Those of us of a certain age will never forget Veronica Hamel as Joyce Davenport, the public defender on Hill Street Blues in secret love with a precinct cop, Daniel J. Travanti’s Frank Furillo. Hamel’s Davenport was the quintessential Uptown Girl—high heels, dangerous curves, naughty thoughts. In the iconography of eighties television, she was a black orchid, just as the thin, shady Edward James Olmos on Miami Vice was a sinister umbrella. In bed at night with her “Pizza Man,” she could be counted on to read, if not a legal brief, then almost as often an actual book.
Lawyers on television have come a long way since Davenport, and so has Hill Street Blues executive producer Steven Bochco, and so has serial television, and I wish I could say that the distance covered got us to a better place. But Bochco’s next big hit, L.A. Law, after a long and lurid run of big money and soap shenanigans, inspired so much contempt in the popular culture for private-practice law that subsequent noble-noodle shows like Shannon’s Deal, Eddie Dodd, The Wright Verdicts, The Trials of Rosie O’Neill, and Sweet Justice never stood a ratings chance. Those of us who loved Ally McBeal did so for extrajudicial reasons. The hydra-headed Law & Order franchise encourages an impatience with those very scruples that distinguish our legal system from, say, Zimbabwe’s, as if pettifogging barristers, hair-splitting judges, bleeding-heart social workers, do-gooder civil libertarians and other professional tear ducts sought deliberately to thwart rude justice. Bring on the secret tribunals and the lynch mobs!

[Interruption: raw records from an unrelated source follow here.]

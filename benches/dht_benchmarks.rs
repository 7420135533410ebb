//! DHT benchmarks
//!
//! Routing table maintenance, bloom filter cells, packet coding and a
//! loopback put/get round.
//!
//! Run with: `cargo bench --bench dht_benchmarks`

use criterion::{BenchmarkId, Criterion, Throughput, black_box, criterion_group, criterion_main};
use kadmesh_dht::bloom::{BloomFilter, FilterKind};
use kadmesh_dht::contact::PROTOCOL_VERSION;
use kadmesh_dht::routing::{RoutingConfig, RoutingTable};
use kadmesh_dht::rpc::messages::{Body, Packet, Reply};
use kadmesh_dht::{Contact, NodeId, ReplicationControl};
use kadmesh_integration_tests::fixtures::LoopbackMesh;
use std::net::SocketAddr;

fn contact(i: usize) -> Contact {
    let addr = SocketAddr::from(([10, (i >> 16) as u8, (i >> 8) as u8, i as u8], 6881));
    Contact::new(NodeId::hash(&i.to_be_bytes()), addr)
}

/// Benchmark routing table inserts and closest-contact queries
fn bench_routing(c: &mut Criterion) {
    let mut group = c.benchmark_group("routing");
    let local = NodeId::hash(b"local");

    for count in [100usize, 1000, 5000] {
        let contacts: Vec<Contact> = (0..count).map(contact).collect();
        group.throughput(Throughput::Elements(count as u64));
        group.bench_with_input(BenchmarkId::new("contact_seen", count), &contacts, |b, contacts| {
            b.iter(|| {
                let mut table = RoutingTable::new(local, RoutingConfig::default());
                for contact in contacts {
                    black_box(table.contact_seen(contact.clone(), true));
                }
                table
            });
        });

        let mut table = RoutingTable::new(local, RoutingConfig::default());
        for contact in &contacts {
            table.contact_seen(contact.clone(), true);
        }
        let target = NodeId::hash(b"target");
        group.bench_with_input(BenchmarkId::new("find_closest", count), &table, |b, table| {
            b.iter(|| black_box(table.find_closest(&target, 20)));
        });
    }

    group.finish();
}

/// Benchmark bloom filter cell updates
fn bench_bloom(c: &mut Criterion) {
    let mut group = c.benchmark_group("bloom");
    let keys: Vec<[u8; 8]> = (0u64..1000).map(u64::to_be_bytes).collect();

    for kind in [FilterKind::AddOnly, FilterKind::Counting] {
        group.bench_function(BenchmarkId::new("add_1000", format!("{kind:?}")), |b| {
            b.iter(|| {
                let mut filter = BloomFilter::new(kind, 10_000).unwrap();
                for key in &keys {
                    filter.add(key);
                }
                filter
            });
        });
    }

    let mut filter = BloomFilter::new(FilterKind::Counting, 10_000).unwrap();
    for key in &keys {
        filter.add(key);
    }
    group.bench_function("contains", |b| {
        b.iter(|| black_box(filter.contains(black_box(b"not-present"))));
    });

    group.finish();
}

/// Benchmark packet encoding and decoding
fn bench_packets(c: &mut Criterion) {
    let mut group = c.benchmark_group("packets");

    for count in [0usize, 5, 20] {
        let packet = Packet {
            transaction_id: 42,
            protocol_version: PROTOCOL_VERSION,
            sender: contact(0),
            body: Body::Reply(Reply::FindNode {
                contacts: (1..=count).map(contact).collect(),
                spoof_token: 7,
            }),
        };
        let bytes = packet.to_bytes().unwrap();
        group.throughput(Throughput::Bytes(bytes.len() as u64));

        group.bench_with_input(BenchmarkId::new("encode", count), &packet, |b, packet| {
            b.iter(|| black_box(packet.to_bytes().unwrap()));
        });
        group.bench_with_input(BenchmarkId::new("decode", count), &bytes, |b, bytes| {
            b.iter(|| black_box(Packet::from_bytes(bytes).unwrap()));
        });
    }

    group.finish();
}

/// Benchmark a put followed by a get over an in-process network
fn bench_loopback_put_get(c: &mut Criterion) {
    let runtime = tokio::runtime::Runtime::new().unwrap();
    let mesh = runtime.block_on(async {
        let mesh = LoopbackMesh::new(16).await;
        mesh.connect_all();
        mesh
    });

    let mut round = 0u64;
    c.bench_function("loopback_put_get", |b| {
        b.iter(|| {
            round += 1;
            let key = round.to_be_bytes();
            runtime.block_on(async {
                mesh.node(1)
                    .put(&key, b"value".to_vec(), 0, 1, ReplicationControl::DEFAULT, true)
                    .await
                    .unwrap();
                black_box(mesh.node(7).get(&key, 0, false).await.unwrap())
            })
        });
    });

    runtime.block_on(mesh.destroy());
}

criterion_group!(
    benches,
    bench_routing,
    bench_bloom,
    bench_packets,
    bench_loopback_put_get
);
criterion_main!(benches);
struct DbState {
    mappings: HashMap<NodeId, Mapping>,
    key_blocks: HashMap<NodeId, KeyBlock>,
    remote_bytes: usize,
    next_version: u32,
    version_limit: u32,
    window_started: Instant,
    sleeping: bool,
    suspended: bool,
}

/// The value database
pub struct Database {
    state: Mutex<DbState>,
    adapter: Arc<dyn StorageAdapter>,
    authority: Option<VerifyingKey>,
    max_bytes: usize,
    max_values_per_source: u32,
    source_window: Duration,
    source_cells: u32,
}

impl Database {
    /// Create an empty database
    ///
    /// # Errors
    ///
    /// Returns `DhtError::InvalidConfig` for an unparseable key-block
    /// authority
    pub fn new(config: &DhtConfig, adapter: Arc<dyn StorageAdapter>) -> Result<Self, DhtError> {
        let policy = &config.diversification;
        let authority = config.key_block_authority()?;
        let now_secs = value::now_secs();
        let key_blocks: HashMap<NodeId, KeyBlock> = match &authority {
            Some(authority) => adapter
                .key_blocks()
                .into_iter()
                .filter(|b| b.validate(authority, now_secs).is_ok())
                .map(|b| (b.key, b))
                .collect(),
            None => HashMap::new(),
        };
        if !key_blocks.is_empty() {
            tracing::debug!("Restored {} key-blocks", key_blocks.len());
        }
        Ok(Self {
            state: Mutex::new(DbState {
                mappings: HashMap::new(),
                key_blocks,
                remote_bytes: 0,
                next_version: 0,
                version_limit: 0,
                window_started: Instant::now(),
                sleeping: false,
                suspended: false,
            }),
            adapter,
            authority,
            max_bytes: config.max_db_bytes,
            max_values_per_source: config.max_values_per_source,
            source_window: Duration::from_secs(policy.window_secs),
            source_cells: policy.max_sources.max(16).saturating_mul(10),
        })
    }

    fn lock(&self) -> std::sync::MutexGuard<'_, DbState> {
        self.state.lock().unwrap_or_else(|e| e.into_inner())
    }

    fn take_version(&self, state: &mut DbState) -> u32 {
        if state.next_version >= state.version_limit {
            state.next_version = self.adapter.next_value_versions(VALUE_VERSION_CHUNK);
            state.version_limit = state.next_version.saturating_add(VALUE_VERSION_CHUNK);
        }
        let version = state.next_version;
        state.next_version = state.next_version.saturating_add(1);
        version
    }

    fn save_key_blocks(&self, state: &DbState) {
        let blocks: Vec<KeyBlock> = state.key_blocks.values().cloned().collect();
        self.adapter.set_key_blocks(&blocks);
    }

    /// Storage adapter in use
    #[must_use]
    pub fn adapter(&self) -> &Arc<dyn StorageAdapter> {
        &self.adapter
    }

    /// Record a value originated by this node and return it for
    /// replication.
    ///
    /// Each call takes a fresh version, so the new value replaces the
    /// previous one wherever it lands.
    pub fn store_local(
        &self,
        key: NodeId,
        payload: Vec<u8>,
        flags: u8,
        life_hours: u8,
        replication_control: ReplicationControl,
        originator: &Contact,
    ) -> StoredValue {
        let mut state = self.lock();
        let version = self.take_version(&mut state);

        let value = StoredValue {
            key,
            payload,
            flags,
            life_hours,
            replication_control,
            originator: originator.clone(),
            created_ms: value::now_ms(),
            version,
            local: true,
            diversification: DiversificationType::None,
        };

        let source_cells = self.source_cells;
        if !state.mappings.contains_key(&key) {
            match Mapping::new(source_cells) {
                Ok(mapping) => {
                    state.mappings.insert(key, mapping);
                }
                Err(e) => tracing::warn!("Cannot create mapping for {}: {}", key, e),
            }
        }
        if let Some(mapping) = state.mappings.get_mut(&key) {
            mapping.local = Some(value.clone());
        }
        value
    }

    /// Drop this node's value under `key`; returns the deletion value to
    /// propagate to holders
    pub fn remove_local(&self, key: &NodeId) -> Option<StoredValue> {
        let mut state = self.lock();
        let version = self.take_version(&mut state);

        let mapping = state.mappings.get_mut(key)?;
        let mut removed = mapping.local.take()?;
        if mapping.is_empty() {
            state.mappings.remove(key);
        }
        removed.payload.clear();
        removed.version = version;
        removed.created_ms = value::now_ms();
        Some(removed)
    }

    /// This node's value under `key`
    #[must_use]
    pub fn local_value(&self, key: &NodeId) -> Option<StoredValue> {
        self.lock()
            .mappings
            .get(key)
            .and_then(|m| m.local.clone())
    }

    /// Every value this node originated
    #[must_use]
    pub fn local_values(&self) -> Vec<StoredValue> {
        self.lock()
            .mappings
            .values()
            .filter_map(|m| m.local.clone())
            .collect()
    }

    /// Every remote value held, for cache republish and diagnostics
    #[must_use]
    pub fn stored_values(&self) -> Vec<StoredValue> {
        self.lock()
            .mappings
            .values()
            .flat_map(|m| m.remote.values().map(|e| e.value.clone()))
            .collect()
    }

    /// Apply a STORE from `sender`, observed at `source`
    pub fn store_remote(
        &self,
        sender: &Contact,
        source: SocketAddr,
        values: Vec<StoredValue>,
    ) -> StoreOutcome {
        let mut state = self.lock();
        if state.sleeping || state.suspended {
            return StoreOutcome::Refused;
        }

        let now = Instant::now();
        let now_secs = value::now_secs();
        for value in &values {
            if let Some(block) = live_block(&mut state, &value.key, now_secs) {
                return StoreOutcome::Blocked(block);
            }
        }

        let incoming: usize = values.iter().map(StoredValue::storage_size).sum();
        if state.remote_bytes + incoming > self.max_bytes {
            tracing::debug!(
                "Not storing {} values from {}: storage limit reached",
                values.len(),
                sender
            );
            let mut keys: Vec<NodeId> = values.iter().map(|v| v.key).collect();
            keys.dedup();
            let diversified = keys
                .into_iter()
                .map(|key| Diversification::new(key, DiversificationType::Size))
                .collect();
            return StoreOutcome::Accepted { diversified };
        }

        if now.saturating_duration_since(state.window_started) >= self.source_window {
            for mapping in state.mappings.values_mut() {
                mapping.sources.clear();
            }
            state.window_started = now;
        }

        let source_key = source_key(&source);
        let mut touched: Vec<NodeId> = Vec::new();
        for value in values {
            let key = value.key;
            if !state.mappings.contains_key(&key) {
                match Mapping::new(self.source_cells) {
                    Ok(mapping) => {
                        state.mappings.insert(key, mapping);
                    }
                    Err(e) => {
                        tracing::warn!("Cannot create mapping for {}: {}", key, e);
                        continue;
                    }
                }
            }
            let Some(mapping) = state.mappings.get_mut(&key) else {
                continue;
            };

            let prior = mapping.sources.count(&source_key);
            if prior >= self.max_values_per_source {
                tracing::trace!("Source {} over per-key limit for {}", source, key);
                continue;
            }
            mapping.sources.add(&source_key);

            let before = mapping.remote_bytes();
            apply_remote(mapping, value, now);
            let after = mapping.remote_bytes();
            state.remote_bytes = state.remote_bytes + after - before;
            if !touched.contains(&key) {
                touched.push(key);
            }
        }

        let mut diversified = Vec::new();
        for key in touched {
            let Some(mapping) = state.mappings.get(&key) else {
                continue;
            };
            let event = StoreEvent {
                distinct_sources: mapping.sources.entry_count(),
                value_set_bytes: mapping.remote_bytes(),
            };
            if mapping.is_empty() {
                state.mappings.remove(&key);
            }

            if let Some(existing) = self.adapter.get_existing_diversification(&key) {
                diversified.push(existing);
            } else if let Some(kind) = self.adapter.value_stored(&key, &event) {
                diversified.push(self.adapter.create_new_diversification(&key, kind));
            }
        }
        StoreOutcome::Accepted { diversified }
    }

    /// Values under `key`, most recent first. `max_values` of 0 means all.
    #[must_use]
    pub fn get(&self, key: &NodeId, max_values: usize) -> DbLookup {
        let mut state = self.lock();
        if let Some(block) = live_block(&mut state, key, value::now_secs()) {
            return DbLookup::Blocked(block);
        }

        let diversification = self.adapter.get_existing_diversification(key);
        let mut values: Vec<StoredValue> = state
            .mappings
            .get(key)
            .map(|m| {
                m.local
                    .iter()
                    .cloned()
                    .chain(m.remote.values().map(|e| e.value.clone()))
                    .filter(|v| !v.is_deletion())
                    .collect()
            })
            .unwrap_or_default();
        values.sort_by(|a, b| b.created_ms.cmp(&a.created_ms));
        if max_values > 0 {
            values.truncate(max_values);
        }
        let kind = diversification
            .as_ref()
            .map_or(DiversificationType::None, |d| d.kind);
        for value in &mut values {
            value.diversification = kind;
        }
        DbLookup::Values {
            values,
            diversification,
        }
    }

    /// Validate and apply a key-block; returns whether it was new
    ///
    /// # Errors
    ///
    /// - `KeyBlockError::NoAuthority` when no authority is configured
    /// - signature and expiry failures from [`KeyBlock::validate`]
    pub fn apply_key_block(&self, block: KeyBlock) -> Result<bool, KeyBlockError> {
        let authority = self.authority.as_ref().ok_or(KeyBlockError::NoAuthority)?;
        block.validate(authority, value::now_secs())?;

        let mut state = self.lock();
        if let Some(mapping) = state.mappings.remove(&block.key) {
            let bytes = mapping.remote_bytes();
            state.remote_bytes = state.remote_bytes.saturating_sub(bytes);
        }
        let key = block.key;
        let is_new = state
            .key_blocks
            .get(&key)
            .is_none_or(|existing| existing.created_secs < block.created_secs);
        if is_new {
            tracing::info!("Applied key-block for {}", key);
            state.key_blocks.insert(key, block);
            self.save_key_blocks(&state);
        }
        Ok(is_new)
    }

    /// Key-block in force for `key`
    #[must_use]
    pub fn key_block(&self, key: &NodeId) -> Option<KeyBlock> {
        live_block(&mut self.lock(), key, value::now_secs())
    }

    /// Every key-block in force
    #[must_use]
    pub fn key_blocks(&self) -> Vec<KeyBlock> {
        let now_secs = value::now_secs();
        self.lock()
            .key_blocks
            .values()
            .filter(|b| !b.is_expired(now_secs))
            .cloned()
            .collect()
    }

    /// Indexes of the `(key, fingerprint)` entries this node does not hold
    #[must_use]
    pub fn query_store(&self, entries: &[(NodeId, u64)]) -> Vec<u32> {
        let state = self.lock();
        entries
            .iter()
            .enumerate()
            .filter(|(_, (key, fingerprint))| {
                !state.mappings.get(key).is_some_and(|m| {
                    m.remote
                        .values()
                        .any(|e| e.value.fingerprint() == *fingerprint)
                        || m.local.as_ref().is_some_and(|v| v.fingerprint() == *fingerprint)
                })
            })
            .map(|(i, _)| i as u32)
            .collect()
    }

    /// Drop remote values past their lifetime and expired key-blocks;
    /// returns the number of values removed
    pub fn expire(&self, now: Instant) -> usize {
        let now_secs = value::now_secs();
        let mut state = self.lock();
        let mut removed = 0;
        let mut freed = 0;

        state.mappings.retain(|_, mapping| {
            mapping.remote.retain(|_, entry| {
                let alive = now.saturating_duration_since(entry.refreshed) < entry.value.lifetime();
                if !alive {
                    removed += 1;
                    freed += entry.value.storage_size();
                }
                alive
            });
            !mapping.is_empty()
        });
        let blocks = state.key_blocks.len();
        state.key_blocks.retain(|_, block| !block.is_expired(now_secs));
        if state.key_blocks.len() != blocks {
            self.save_key_blocks(&state);
        }
        state.remote_bytes = state.remote_bytes.saturating_sub(freed);

        if removed > 0 {
            tracing::debug!("Expired {} values", removed);
        }
        removed
    }

    /// Refuse remote stores while sleeping
    pub fn set_sleeping(&self, sleeping: bool) {
        self.lock().sleeping = sleeping;
    }

    /// Refuse remote stores while suspended
    pub fn set_suspended(&self, suspended: bool) {
        self.lock().suspended = suspended;
    }

    /// Counters
    #[must_use]
    pub fn stats(&self) -> DbStats {
        let state = self.lock();
        DbStats {
            keys: state.mappings.len(),
            remote_values: state.mappings.values().map(|m| m.remote.len()).sum(),
            local_values: state.mappings.values().filter(|m| m.local.is_some()).count(),
            remote_bytes: state.remote_bytes,
            key_blocks: state.key_blocks.len(),
        }
    }

    /// Diagnostic dump
    #[must_use]
    pub fn describe(&self) -> String {
        let stats = self.stats();
        let mut out = String::new();
        let _ = writeln!(
            out,
            "db: keys={} remote={} local={} bytes={} blocks={}",
            stats.keys, stats.remote_values, stats.local_values, stats.remote_bytes, stats.key_blocks
        );
        let state = self.lock();
        for (key, mapping) in &state.mappings {
            let _ = writeln!(
                out,
                "  {} local={} remote={} sources={}{}",
                key,
                mapping.local.is_some(),
                mapping.remote.len(),
                mapping.sources.entry_count(),
                if self.adapter.is_diversified(key) { " diversified" } else { "" }
            );
        }
        out
    }
}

Bochco’s latest, Raising the Bar, tries to have it both ways. The hard young bodies in his New York City public defender’s office spend approximately the same amount of time thinking about their clients as they do fantasizing about the equally hard young bodies in the district attorney’s office. Several actually seem more committed to their principles than to their careers. And our long-haired hero, the perpetually disheveled Jerry Kellerman (Mark-Paul Gosselaar), is so insufferably self-righteous, so forever an avenging angel with “a Don Quixote complex,” that you want to cork his mouth and tar his feathers. But is “Bobbi from Brooklyn” (Natalia Cigliuti) really married, and if so, how much? What dark secret lurks in the heart of the choirboy court clerk Charlie Sagansky (Jonathan Scarfe)?
From Bochco, we expect shrewd casting, and we get it. Heading the public-defender team is Gloria Reuben as Roz Whitman, without enough to do in the first three episodes. On the bench for every one of Kellerman’s cases is Jane Kaczmarek as Judge Trudy Kessler, an autocrat, an erotomaniac, and a nutcase who wants to be the next D.A. and who insists, like a character in Alice in Wonderland, that “process creates truth.” Vamping for the prosecution is an exceedingly blonde Melissa Sagemiller as Michelle Ernhardt, the second coming of L.A. Law’s Susan Dey. When all the hard young bodies flock to a bar after a long day of briefs, you will be asked to care that Don Quixote stops speaking to this Sandra Dee.
Raising the Bar is professional television, but no more than that. Passion and purpose are among the missing. Nothing here suggests that the law is a fulcrum, a point of rest between magnitudes; that on these magnitudes the fulcrum imposes a necessary relationship, a governing principle; that the law is balance and proportion. One of Kellerman’s clients, a bipolar basket case when he isn’t taking his meds, is told, “Just be yourself.” “Who’s that?” he wants to know. Later, someone else says to him, “You’re free to go.” And he replies, “Where would that be?” These are questions we ought to put to any ambitious television program, questions that M*A*S*H and Hill Street Blues and Northern Exposure would have had no trouble answering. Professional television aspires merely to be whatever we want.
Raising the Bar
TNT. Premieres Monday, September 1, at 10 P.M.